İZMİT’TEN SELAM GÖNDERDİLER
Artık tuz kokmuştur ve Türkiye'de hiçbir ferdin ya da Anayasal kurumun hukuki güvencesi kalmamıştır. Bu bağlamda Genel Başkanımız Sn. Özel'in çağrısıyla başlayan ve muhalefet partilerinin de destek verdiği, hali hazırda mecliste devam eden adalet nöbetine İzmit’ten, Kocaeli’den selam gönderiyoruz. Türkiye Barolar Birliği'nin tüm barolara çağrısıyla Ankara’da gerçekleşen adalete davet buluşmasını önemsiyor, bu hukuksuzluğa karşı dik duran tüm barolara, hukukçulara, STK’lara buradan selam gönderiyoruz.

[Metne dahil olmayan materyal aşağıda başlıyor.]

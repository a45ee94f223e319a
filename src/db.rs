use crate::config::AppConfig;
use crate::errors::ServiceError;
use sea_orm::{ConnectOptions, Database, DatabaseConnection};
use sea_orm_migration::MigratorTrait;
use std::time::Duration;
use tracing::{debug, error, info};

/// Type alias for the shared database connection pool
pub type DbPool = DatabaseConnection;

/// Configuration for database connection
#[derive(Debug, Clone)]
pub struct DbConfig {
    pub url: String,
    pub max_connections: u32,
    pub min_connections: u32,
    pub connect_timeout: Duration,
    pub idle_timeout: Duration,
    pub acquire_timeout: Duration,
}

impl Default for DbConfig {
    fn default() -> Self {
        Self {
            url: String::new(),
            max_connections: 10,
            min_connections: 1,
            connect_timeout: Duration::from_secs(30),
            idle_timeout: Duration::from_secs(600),
            acquire_timeout: Duration::from_secs(8),
        }
    }
}

impl From<&AppConfig> for DbConfig {
    fn from(cfg: &AppConfig) -> Self {
        Self {
            url: cfg.database_url.clone(),
            max_connections: cfg.db_max_connections,
            min_connections: cfg.db_min_connections,
            ..Default::default()
        }
    }
}

/// Establishes a connection pool to the database.
pub async fn establish_connection(database_url: &str) -> Result<DbPool, ServiceError> {
    let config = DbConfig {
        url: database_url.to_string(),
        ..Default::default()
    };
    establish_connection_with_config(&config).await
}

/// Establishes a connection pool with custom pool settings.
pub async fn establish_connection_with_config(config: &DbConfig) -> Result<DbPool, ServiceError> {
    debug!("Configuring database connection with: {:?}", config);

    let mut opt = ConnectOptions::new(config.url.clone());
    opt.max_connections(config.max_connections)
        .min_connections(config.min_connections)
        .connect_timeout(config.connect_timeout)
        .acquire_timeout(config.acquire_timeout)
        .idle_timeout(config.idle_timeout)
        .sqlx_logging(false);

    info!(
        "Connecting to database with max_connections={}",
        config.max_connections
    );

    let pool = Database::connect(opt)
        .await
        .map_err(ServiceError::DatabaseError)?;

    info!("Database connection pool established");
    Ok(pool)
}

/// Establish a DB pool using AppConfig tuning.
pub async fn establish_connection_from_app_config(cfg: &AppConfig) -> Result<DbPool, ServiceError> {
    let db_cfg: DbConfig = cfg.into();
    establish_connection_with_config(&db_cfg).await
}

/// Runs embedded database migrations.
pub async fn run_migrations(pool: &DbPool) -> Result<(), ServiceError> {
    info!("Running database migrations");
    let result = crate::migrator::Migrator::up(pool, None)
        .await
        .map_err(ServiceError::DatabaseError);

    match &result {
        Ok(_) => info!("Database migrations completed"),
        Err(e) => error!("Database migrations failed: {}", e),
    }
    result
}

/// Checks that the database connection is alive.
pub async fn check_connection(pool: &DbPool) -> Result<(), ServiceError> {
    pool.ping().await.map_err(ServiceError::DatabaseError)
}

Bizler de CHP İzmit İlçe Örgütü olarak; Anayasayı ve millet iradesini hiçe sayan bu hukuk garabetinden dönülmesi için direneceğimizi ve tüm örgütümüzle birlikte bu sivil yargı darbesine karşı tavır sergileyen tüm kurum ve kuruluşlara omuz vereceğimizi ilan ediyoruz. Ve şu unutulmamalıdır ki değişir bu düzen döner bu devran.”